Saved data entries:

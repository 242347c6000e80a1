//! Settings loading, resolution and persistence.
//!
//! Values resolve in this order of precedence (highest wins):
//! 1. Command-line overrides
//! 2. The stored settings file: `--settings PATH`, else `<root>/theme.toml`
//!    (legacy `<root>/palette.toml` fallback)
//! 3. Built-in defaults
//!
//! A missing settings file is fatal; absent keys inside it are not.

mod defaults;
mod loader;
mod persist;
mod resolve;
mod sources;
mod types;

pub use loader::load_settings;
pub use persist::{persist_settings, render_settings_file};
pub use resolve::{parse_flag_token, resolve};
pub use types::{
    AccentSection, ColorSlot, FileConfig, IntValue, LoadedSettings, Overrides, Palette,
    ResolvedSettings, SettingsDefaults, SettingsDiagnostics, SettingsSource, UiSection,
    UiSettings,
};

• ASSIGNMENT:
Write an exact transcription of every entry above.

• RESULT OF THIS EXERCISE:
repository 242347c6000e80a1
//! Settings loading, resolution and persistence.
//!
//! Values resolve in this order of precedence (highest wins):
//! 1. Command-line overrides
//! 2. The stored settings file: `--settings PATH`, else `<root>/theme.toml`
//!    (legacy `<root>/palette.toml` fallback)
//! 3. Built-in defaults
//!
//! A missing settings file is fatal; absent keys inside it are not.

mod defaults;
mod loader;
mod persist;
mod resolve;
mod sources;
mod types;

pub use loader::load_settings;
pub use persist::{persist_settings, render_settings_file};
pub use resolve::{parse_flag_token, resolve};
pub use types::{
    AccentSection, ColorSlot, FileConfig, IntValue, LoadedSettings, Overrides, Palette,
    ResolvedSettings, SettingsDefaults, SettingsDiagnostics, SettingsSource, UiSection,
    UiSettings,
};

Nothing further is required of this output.